When we sang sad songs in school choir, I’d have to excuse myself to go to the bathroom to shed the tears I hadn’t learned to stop yet. When an animal was hurt in a movie, I’d cry. If my parents or friends seemed remotely sad, I’d cry. If a leaf fell off a tree, I’d cry. I’d cry at anything that was remotely sad or emotional. And I could swear I heard the trees crying, too. Heck, if I’m completely honest, I could hear the world crying (another blog topic but I once had a very empathic massage therapist start crying as she massaged me. She described, in detail, the dream I used to have when I was a child where I was floating above the earth, crying for all the human suffering I couldn’t fix). I always felt compelled to ease all the pain, the problems, everything. But I was learning fast that no one wanted to hear me say these crazy things that I felt.
Children are the living messages we send to a time we will not see.
My principal at school noticed my ‘sensitivity’ and requested that my parents take me to a psychiatrist. Youth Mental Health was not widely studied or discussed back then and this doctor thought I was just trying to ‘pull one over’ on my parents. He demanded that they send me to school, even if I had a temperature of 105 degrees. He told them I needed to be ‘toughened up’. I’m so grateful I had loving, doting parents who didn’t listen, they just loved me. My childhood was full of fun, safe boundaries, family trips and wonderful experiences. I had no reason whatsoever to feel sad ALL THE TIME.
You can learn many things from children. How much patience you have, for instance.
“Stop your crying or I’ll give you something to cry about” was a typical response from parents in the late 70’s/early 80’s. I learned very quickly that people didn’t want to see SAD SHELLEY. They didn’t know what to do with the extra emotions, and I didn’t know yet how to handle it. I was just getting a strong message that it was wrong.
I started wearing ‘the mask’ early. I hid how I felt to keep everyone else from having to feel the feels too much. I’d hide in closets and bathrooms when I couldn’t hold back the tears. I’d do everything I could to make a situation better to keep the sadness from creeping in. A friend doesn’t ‘have lunch? I’d go hungry. Someone didn’t understand their homework? I’d stay in at recess to help. The secretary needed a student to answer phones at lunch time? I’d be the first to volunteer. I became a people pleasing, teacher loving, join everything, straight A, student-of-the-month every month problem solver. I flew OVER the radar so no one would see that something wasn’t quite right.
I even have vague memories of kids lining up at the bell in our schoolyard, waiting to talk with me about their problems. (Interestingly enough, this still happens. If Derek leaves me for just a moment at the grocery store, he’ll find me listening to a stranger telling me about their troubles.)

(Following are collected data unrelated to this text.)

//! Researcher：先查 web_search，没有结果再查本地文档，写出带来源列表的 notes

use std::sync::Arc;

use async_trait::async_trait;
use serde_json::{json, Value};

use crate::agents::support::ToolSession;
use crate::blackboard::{NewArtifact, StateStore, SubtaskOutput, SubtaskStatus, SubtaskUpdate};
use crate::client::CallClient;
use crate::supervisor::Handler;

const ROLE: &str = "researcher";

const BULLETS: [&str; 3] = [
    "MCP standardizes how AI apps/agents connect to tools.",
    "It defines message schemas and transport for plug-and-play tools.",
    "Benefits include portability and safer, auditable tool use.",
];

const FALLBACK_SOURCES: [&str; 2] = [
    "https://github.com/modelcontextprotocol/spec",
    "https://openai.com/index/model-context-protocol/",
];

pub struct Researcher {
    client: Arc<CallClient>,
}

impl Researcher {
    pub fn new(client: Arc<CallClient>) -> Self {
        Self { client }
    }
}

fn hits_of(result: &Value) -> Vec<Value> {
    result
        .get("hits")
        .and_then(Value::as_array)
        .cloned()
        .unwrap_or_default()
}

fn notes_text(topic: &str, urls: &[String]) -> String {
    let mut lines = vec![format!("# Notes: {topic}"), String::new()];
    lines.extend(BULLETS.iter().map(|b| format!("- {b}")));
    lines.push(String::new());
    lines.push("Sources:".to_string());
    lines.extend(urls.iter().map(|u| format!("- {u}")));
    lines.join("\n") + "\n"
}

#[async_trait]
impl Handler for Researcher {
    fn role(&self) -> &str {
        ROLE
    }

    async fn handle(&self, store: &mut dyn StateStore, subtask_id: &str) -> anyhow::Result<()> {
        let st = store.subtask(subtask_id)?;
        let topic = st.input_str("topic").unwrap_or("What is MCP?").to_string();
        let num_sources = st.input_u64("num_sources").unwrap_or(2) as usize;
        let notes_rel = st.input_str("notes_path").unwrap_or("notes.md").to_string();
        let top_k = num_sources.max(2);

        let session = ToolSession {
            client: &self.client,
            role: ROLE,
            subtask: subtask_id,
        };

        let web = session
            .call(store, "web_search", json!({ "query": topic.to_lowercase(), "top_k": top_k }))
            .await?;
        let mut hits = web.map(|s| hits_of(&s.result)).unwrap_or_default();

        if hits.is_empty() {
            let docs = session
                .call(store, "search_local_docs", json!({ "query": topic, "top_k": top_k }))
                .await?;
            hits = docs
                .map(|s| hits_of(&s.result))
                .unwrap_or_default()
                .into_iter()
                .map(|h| {
                    let path = h.get("path").and_then(Value::as_str).unwrap_or_default();
                    json!({ "title": path, "url": format!("file://{path}"), "snippet": h.get("snippet") })
                })
                .collect();
        }

        let mut urls: Vec<String> = hits
            .iter()
            .filter_map(|h| h.get("url").and_then(Value::as_str))
            .filter(|u| !u.is_empty())
            .map(String::from)
            .collect();
        if urls.is_empty() {
            urls = FALLBACK_SOURCES
                .iter()
                .take(num_sources)
                .map(|u| u.to_string())
                .collect();
        }

        let written = session
            .write_locked(store, &notes_rel, &notes_text(&topic, &urls))
            .await?;
        let out_path = match written {
            Ok(s) => match s.result.get("path").and_then(Value::as_str) {
                Some(p) => p.to_string(),
                None => return session.fail(store, "research_error", "write failed: no path in response"),
            },
            Err(f) => return session.fail(store, "research_error", &format!("write failed: {}", f.message)),
        };

        let name = notes_rel.rsplit('/').next().unwrap_or(&notes_rel).to_string();
        let aid = store.add_artifact(NewArtifact::new("notes", name, &out_path, ROLE))?;
        let now = store.now();
        store.update_subtask(
            subtask_id,
            SubtaskUpdate::status(SubtaskStatus::Done)
                .with_output(SubtaskOutput {
                    summary: format!("Wrote {out_path} with {} sources", urls.len()),
                    artifacts: vec![aid.clone()],
                    citations: urls,
                })
                .finished(now),
        )?;
        store.add_message(
            ROLE,
            "research_result",
            &format!("Created {out_path}"),
            vec![subtask_id.to_string(), aid],
        )?;
        tracing::info!(subtask = %subtask_id, path = %out_path, "notes written");
        Ok(())
    }
}
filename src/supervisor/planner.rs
//! 计划规则
//!
//! 有序的 PlanRule 列表；调度器在没有可运行子任务时取第一条适用的规则追加一个子任务。
//! 规则适用条件：前置产物类型已在本次运行中出现、尚无该 kind 的子任务、尚无其产出类型的产物。

use serde_json::{json, Value};

use crate::blackboard::Run;

type InputBuilder = Box<dyn Fn(&Run) -> Value + Send + Sync>;

pub struct PlanRule {
    pub kind: String,
    pub owner: String,
    /// 前置产物类型；None 表示随时可用（种子规则）
    pub requires: Option<String>,
    pub produces: String,
    build_input: InputBuilder,
}

impl PlanRule {
    pub fn new(
        kind: &str,
        owner: &str,
        produces: &str,
        build_input: impl Fn(&Run) -> Value + Send + Sync + 'static,
    ) -> Self {
        Self {
            kind: kind.to_string(),
            owner: owner.to_string(),
            requires: None,
            produces: produces.to_string(),
            build_input: Box::new(build_input),
        }
    }

    pub fn requires(mut self, artifact_type: &str) -> Self {
        self.requires = Some(artifact_type.to_string());
        self
    }

    pub fn applies(&self, run: &Run) -> bool {
        let ready = self
            .requires
            .as_deref()
            .map_or(true, |t| run.has_artifact_type(t));
        ready && !run.has_subtask_kind(&self.kind) && !run.has_artifact_type(&self.produces)
    }

    pub fn input(&self, run: &Run) -> Value {
        (self.build_input)(run)
    }

    /// 依赖产出前置产物的那个子任务
    pub fn depends_on(&self, run: &Run) -> Vec<String> {
        self.requires
            .as_deref()
            .and_then(|t| run.last_artifact_of_type(t))
            .and_then(|a| run.producer_of(&a.id))
            .map(|st| vec![st.id.clone()])
            .unwrap_or_default()
    }

    /// plan 消息正文
    pub fn describe(&self, run: &Run) -> String {
        match self
            .requires
            .as_deref()
            .and_then(|t| run.last_artifact_of_type(t))
        {
            Some(a) => format!("Queued {} from {}", self.kind, a.path),
            None => format!("Seeded {}", self.kind),
        }
    }
}

fn last_path(run: &Run, artifact_type: &str, fallback: &str) -> String {
    run.last_artifact_of_type(artifact_type)
        .map(|a| a.path.clone())
        .unwrap_or_else(|| fallback.to_string())
}

/// research → derive → review
pub fn default_rules() -> Vec<PlanRule> {
    vec![
        PlanRule::new("research_request", "researcher", "notes", |run| {
            let topic = run
                .task
                .constraints
                .get("topic")
                .and_then(Value::as_str)
                .unwrap_or(&run.task.goal);
            json!({ "topic": topic, "num_sources": 2, "notes_path": "notes.md" })
        }),
        PlanRule::new("derive_request", "coder", "derived", |run| {
            json!({
                "out_path": "mcp.md",
                "source_path": last_path(run, "notes", "out/notes.md"),
                "summary_words": 120
            })
        })
        .requires("notes"),
        PlanRule::new("review_request", "critic", "review", |run| {
            json!({
                "target_path": last_path(run, "derived", "out/mcp.md"),
                "out_path": "review.md",
                "rubric": { "max_words": 120, "min_citations": 2 }
            })
        })
        .requires("derived"),
    ]
}

#[cfg(test)]
mod tests {
    use super::*;
    use crate::blackboard::{Artifact, Subtask, SubtaskOutput, SubtaskStatus, TaskSpec};
    use chrono::Utc;

    fn run() -> Run {
        let task = TaskSpec {
            constraints: json!({"topic": "What is MCP?"}),
            ..TaskSpec::new("t", "goal text")
        };
        Run::new("run-test".into(), task, Utc::now())
    }

    fn done_with(run: &mut Run, id: &str, kind: &str, artifact: &str, ty: &str, path: &str) {
        run.subtasks.push(Subtask {
            id: id.into(),
            owner: "x".into(),
            kind: kind.into(),
            status: SubtaskStatus::Done,
            input: json!({}),
            output: SubtaskOutput {
                summary: String::new(),
                artifacts: vec![artifact.into()],
                citations: vec![],
            },
            attempts: 0,
            depends_on: vec![],
            started_at: None,
            finished_at: None,
        });
        run.artifacts.push(Artifact {
            id: artifact.into(),
            kind: ty.into(),
            name: path.rsplit('/').next().unwrap_or(path).into(),
            path: path.into(),
            content_ref: None,
            owner: "x".into(),
            version: 1,
        });
    }

    #[test]
    fn test_first_applicable_rule_in_order() {
        let rules = default_rules();
        let mut run = run();
        let first = rules.iter().find(|r| r.applies(&run)).unwrap();
        assert_eq!(first.kind, "research_request");
        assert!(first.depends_on(&run).is_empty());
        assert_eq!(first.input(&run)["topic"], "What is MCP?");
        assert_eq!(first.describe(&run), "Seeded research_request");

        done_with(&mut run, "st-001", "research_request", "a-001", "notes", "out/notes.md");
        let next = rules.iter().find(|r| r.applies(&run)).unwrap();
        assert_eq!(next.kind, "derive_request");
        assert_eq!(next.depends_on(&run), vec!["st-001".to_string()]);
        assert_eq!(next.input(&run)["source_path"], "out/notes.md");
        assert_eq!(next.describe(&run), "Queued derive_request from out/notes.md");
    }

    #[test]
    fn test_rule_skipped_when_product_exists() {
        let rules = default_rules();
        let mut run = run();
        // 产出已存在（例如手工登记），即便没有对应 kind 的子任务也不再计划
        done_with(&mut run, "st-001", "manual", "a-001", "notes", "out/notes.md");
        assert!(!rules[0].applies(&run));
        assert!(rules[1].applies(&run));
    }
}
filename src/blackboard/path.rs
//! 产物路径校验
//!
//! 产物路径必须是相对 base_dir 的路径、以输出前缀（默认 `out/`）开头，且规范化后仍落在输出根目录内。
//! 含 `..` 或绝对路径一律视为逃逸；再对已存在的最长前缀 canonicalize，防止经符号链接跳出（目标文件可以尚不存在）。

use std::path::{Component, Path, PathBuf};

use crate::core::StoreError;

/// 词法规范化一个相对路径：统一分隔符、去掉 `.`；遇到 `..` / 根 / 盘符返回 None
pub fn normalize_relative(raw: &str) -> Option<Vec<String>> {
    let unified = raw.replace('\\', "/");
    let mut parts = Vec::new();
    for comp in Path::new(&unified).components() {
        match comp {
            Component::Normal(p) => parts.push(p.to_string_lossy().to_string()),
            Component::CurDir => {}
            Component::ParentDir | Component::RootDir | Component::Prefix(_) => return None,
        }
    }
    Some(parts)
}

/// 输出根目录：base_dir/<prefix>
#[derive(Debug, Clone)]
pub struct OutputRoot {
    base_dir: PathBuf,
    out_dir: PathBuf,
    prefix: String,
}

impl OutputRoot {
    pub fn new(base_dir: impl AsRef<Path>, prefix: &str) -> Self {
        let base_dir = base_dir.as_ref().to_path_buf();
        let prefix = prefix.trim_matches('/').to_string();
        Self {
            out_dir: base_dir.join(&prefix),
            base_dir,
            prefix,
        }
    }

    pub fn out_dir(&self) -> &Path {
        &self.out_dir
    }

    pub fn prefix(&self) -> &str {
        &self.prefix
    }

    /// 校验并返回规范化后的相对路径（如 `out/notes.md`）
    pub fn validate(&self, raw: &str) -> Result<String, StoreError> {
        let parts = normalize_relative(raw).ok_or_else(|| StoreError::PathEscape(raw.to_string()))?;

        let unified = raw.replace('\\', "/");
        let wanted = format!("{}/", self.prefix);
        if !unified.starts_with(&wanted) || parts.len() < 2 || parts[0] != self.prefix {
            return Err(StoreError::Shape(format!(
                "artifact path must start with '{wanted}', got '{raw}'"
            )));
        }

        let normalized = parts.join("/");
        let full = resolve_existing(&self.base_dir.join(&normalized));
        if !full.starts_with(resolve_existing(&self.out_dir)) {
            return Err(StoreError::PathEscape(raw.to_string())); // 符号链接指向 out 之外
        }
        Ok(normalized)
    }

    /// 相对路径对应的磁盘位置
    pub fn resolve(&self, relative: &str) -> PathBuf {
        self.base_dir.join(relative)
    }
}

/// 对最长的已存在前缀做 canonicalize，再拼回尚不存在的尾部
fn resolve_existing(path: &Path) -> PathBuf {
    let mut tail = Vec::new();
    let mut current = path;
    loop {
        if let Ok(canonical) = current.canonicalize() {
            return tail.iter().rev().fold(canonical, |acc, name| acc.join(name));
        }
        match (current.parent(), current.file_name()) {
            (Some(parent), Some(name)) => {
                tail.push(name.to_os_string());
                current = parent;
            }
            _ => return path.to_path_buf(),
        }
    }
}

#[cfg(test)]
mod tests {
    use super::*;

    fn root() -> (tempfile::TempDir, OutputRoot) {
        let dir = tempfile::tempdir().unwrap();
        std::fs::create_dir_all(dir.path().join("out")).unwrap();
        let root = OutputRoot::new(dir.path(), "out");
        (dir, root)
    }

    #[test]
    fn test_accepts_paths_under_out() {
        let (_dir, root) = root();
        assert_eq!(root.validate("out/notes.md").unwrap(), "out/notes.md");
        assert_eq!(root.validate("out/./sub/a.md").unwrap(), "out/sub/a.md");
        assert_eq!(root.validate("out\\win\\b.md").unwrap(), "out/win/b.md");
    }

    #[test]
    fn test_parent_components_always_escape() {
        let (_dir, root) = root();
        for raw in [
            "a/../../etc/passwd",
            "out/../../etc/passwd",
            "out/a/../b.md",
            "..",
            "out\\..\\..\\secret",
        ] {
            assert!(
                matches!(root.validate(raw), Err(StoreError::PathEscape(_))),
                "{raw} should escape"
            );
        }
    }

    #[test]
    fn test_absolute_paths_escape() {
        let (_dir, root) = root();
        assert!(matches!(
            root.validate("/etc/passwd"),
            Err(StoreError::PathEscape(_))
        ));
    }

    #[test]
    fn test_missing_prefix_is_shape_error() {
        let (_dir, root) = root();
        for raw in ["notes.md", "output/notes.md", "out", "out/", ""] {
            assert!(
                matches!(root.validate(raw), Err(StoreError::Shape(_))),
                "{raw} should be a shape error"
            );
        }
    }

    #[cfg(unix)]
    #[test]
    fn test_symlink_out_of_root_escapes() {
        let (dir, root) = root();
        let outside = dir.path().join("outside");
        std::fs::create_dir_all(&outside).unwrap();
        std::fs::write(outside.join("secret.md"), "x").unwrap();
        std::os::unix::fs::symlink(&outside, dir.path().join("out/link")).unwrap();
        assert!(matches!(
            root.validate("out/link/secret.md"),
            Err(StoreError::PathEscape(_))
        ));
    }

    #[cfg(unix)]
    #[test]
    fn test_symlinked_dir_escapes_for_new_file() {
        let (dir, root) = root();
        let outside = dir.path().join("outside");
        std::fs::create_dir_all(&outside).unwrap();
        std::os::unix::fs::symlink(&outside, dir.path().join("out/link")).unwrap();
        for raw in ["out/link/new.md", "out/link/deeper/new.md"] {
            assert!(
                matches!(root.validate(raw), Err(StoreError::PathEscape(_))),
                "{raw} should escape"
            );
        }
    }

    #[cfg(unix)]
    #[test]
    fn test_symlinked_dir_inside_root_is_allowed() {
        let (dir, root) = root();
        std::fs::create_dir_all(dir.path().join("out/real")).unwrap();
        std::os::unix::fs::symlink(dir.path().join("out/real"), dir.path().join("out/alias")).unwrap();
        assert_eq!(root.validate("out/alias/new.md").unwrap(), "out/alias/new.md");
    }

    #[test]
    fn test_new_nested_dirs_are_allowed() {
        let (_dir, root) = root();
        assert_eq!(root.validate("out/a/b/c.md").unwrap(), "out/a/b/c.md");
    }
}
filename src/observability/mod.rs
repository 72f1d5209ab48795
//! 可观测性：tracing 订阅器初始化

use tracing_subscriber::{fmt, prelude::*, EnvFilter};

/// 默认 info，可通过 RUST_LOG 覆盖；重复初始化时静默忽略
pub fn init() {
    let filter = EnvFilter::try_from_default_env().unwrap_or_else(|_| EnvFilter::new("info"));
    let _ = tracing_subscriber::registry()
        .with(filter)
        .with(fmt::layer())
        .try_init();
}
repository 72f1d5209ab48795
//! 参考 handler 共用的小工具：带记账的工具调用、加锁写文件、失败收尾

use std::sync::OnceLock;

use regex::Regex;
use serde_json::{json, Value};

use crate::blackboard::{StateStore, SubtaskStatus, SubtaskUpdate};
use crate::client::{CallClient, CallErrorCode, CallResult};
use crate::core::StoreError;

/// 一个子任务内的工具调用上下文
pub(crate) struct ToolSession<'a> {
    pub client: &'a CallClient,
    pub role: &'a str,
    pub subtask: &'a str,
}

impl ToolSession<'_> {
    /// 调用工具，计入 tool_calls（缓存命中与本地拒绝不计），并记一条 tool_call 消息
    pub async fn call(
        &self,
        store: &mut dyn StateStore,
        tool: &str,
        args: Value,
    ) -> Result<CallResult, StoreError> {
        let result = self.client.call(tool, args).await;
        let reached_endpoint = match &result {
            Ok(s) => !s.from_cache,
            Err(f) => !matches!(
                f.code,
                CallErrorCode::CircuitOpen | CallErrorCode::UnknownTool
            ),
        };
        if reached_endpoint {
            store.bump_tool_calls(1)?;
        }
        store.add_message(
            self.role,
            "tool_call",
            &describe_call(tool, &result),
            vec![self.subtask.to_string()],
        )?;
        Ok(result)
    }

    /// 对输出路径加锁后写文件；无论成败都释放锁
    pub async fn write_locked(
        &self,
        store: &mut dyn StateStore,
        rel: &str,
        text: &str,
    ) -> Result<CallResult, StoreError> {
        let key = format!("{}/{}", store.output_root().prefix(), rel);
        store.lock(&key, self.role)?;
        let outcome = self
            .call(store, "file_write_safe", json!({ "path": rel, "text": text }))
            .await;
        store.unlock(&key, self.role)?;
        outcome
    }

    /// 标记失败：attempts+1、finished_at，并写一条 `<kind>` 错误消息
    pub fn fail(&self, store: &mut dyn StateStore, kind: &str, reason: &str) -> anyhow::Result<()> {
        let attempts = store.subtask(self.subtask)?.attempts + 1;
        let now = store.now();
        store.update_subtask(
            self.subtask,
            SubtaskUpdate::status(SubtaskStatus::Failed)
                .with_attempts(attempts)
                .finished(now),
        )?;
        store.add_message(self.role, kind, reason, vec![self.subtask.to_string()])?;
        tracing::warn!(role = %self.role, subtask = %self.subtask, reason = %reason, "subtask failed");
        Ok(())
    }
}

fn describe_call(tool: &str, result: &CallResult) -> String {
    match result {
        Ok(s) => format!(
            "{tool} → ok=true lat={}ms cache={} circuit={}",
            s.latency_ms, s.from_cache, s.circuit
        ),
        Err(f) => format!(
            "{tool} → ok=false lat={}ms cache=false circuit={} code={}",
            f.latency_ms,
            f.circuit.map(|c| c.to_string()).unwrap_or_else(|| "-".into()),
            f.code
        ),
    }
}

/// 去掉输出前缀，得到沙箱内相对路径（`out/notes.md` → `notes.md`）
pub(crate) fn sandbox_relative<'a>(path: &'a str, prefix: &str) -> &'a str {
    path.strip_prefix(prefix)
        .and_then(|p| p.strip_prefix('/'))
        .unwrap_or(path)
}

static URL_RE: OnceLock<Regex> = OnceLock::new();

/// 文本中的 http(s) 链接，去掉尾随标点，保序去重
pub(crate) fn extract_urls(text: &str, limit: usize) -> Vec<String> {
    let re = URL_RE.get_or_init(|| Regex::new(r"https?://\S+").unwrap());
    let mut urls: Vec<String> = Vec::new();
    for m in re.find_iter(text) {
        if urls.len() >= limit {
            break;
        }
        let url = m.as_str().trim_end_matches(['.', ',', ')', ';', ']']).to_string();
        if !urls.contains(&url) {
            urls.push(url);
        }
    }
    urls
}

/// 文本中 http(s) 链接出现的次数（不去重）
pub(crate) fn count_urls(text: &str) -> usize {
    URL_RE
        .get_or_init(|| Regex::new(r"https?://\S+").unwrap())
        .find_iter(text)
        .count()
}
//! 进程内工具：沙箱文件读写、本地文档搜索、离线 web_search，各自带每分钟限流

pub mod filesystem;
pub mod rate_limit;
pub mod registry;
pub mod search;

use std::path::Path;
use std::sync::Arc;

use crate::config::ToolsSection;
use crate::core::Clock;

pub use filesystem::{FileReadTool, FileWriteTool, SafeFs, MAX_BYTES};
pub use rate_limit::RateLimiter;
pub use registry::{Tool, ToolError, ToolRegistry};
pub use search::{LocalDocsTool, WebSearchTool};

/// 内置进程内工具集：沙箱读写 + 本地文档搜索 + 离线 web_search
pub fn builtin_registry(
    cfg: &ToolsSection,
    base_dir: &Path,
    out_prefix: &str,
    clock: Arc<dyn Clock>,
) -> ToolRegistry {
    let fs = SafeFs::new(base_dir.join(out_prefix), out_prefix);
    let limits = &cfg.rate_limits;
    let mut registry = ToolRegistry::new();
    registry.register(FileWriteTool::new(fs.clone(), limits.file_write_safe, clock.clone()));
    registry.register(FileReadTool::new(fs, limits.file_read_safe, clock.clone()));
    registry.register(LocalDocsTool::new(
        base_dir,
        cfg.docs_dirs.clone(),
        limits.search_local_docs,
        clock.clone(),
    ));
    registry.register(WebSearchTool::new(limits.web_search, clock));
    registry
}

I mastered the mask by age 10. But I didn’t know what that would truly cost me until my early 20’s. And even in retrospect, I wonder to this day WHO I would be if I didn’t spend so much time and energy hiding who I was. The lines were becoming very blurred between real Shelley and the Shelley I let everyone see.
I think the thing I’m most furious about (and ashamed of most) is that I knew that I wasn’t quite ‘right’. I wasn’t feeling every emotion. I knew that feelings of love or happiness should have been stronger than what I felt. I could reach the lows, but I could never really reach the highs. You might know that weird numbness if you’ve experienced an episode of depression. So I watched people and learned to micmic their displays of appropriate emotions. I felt something – I felt cheated.
I wouldn’t learn until decades later that there was something wrong with one of my organs – my brain. And that it wasn’t the fault of ANYONE.
But I’m learning that this broken brain is still beautiful.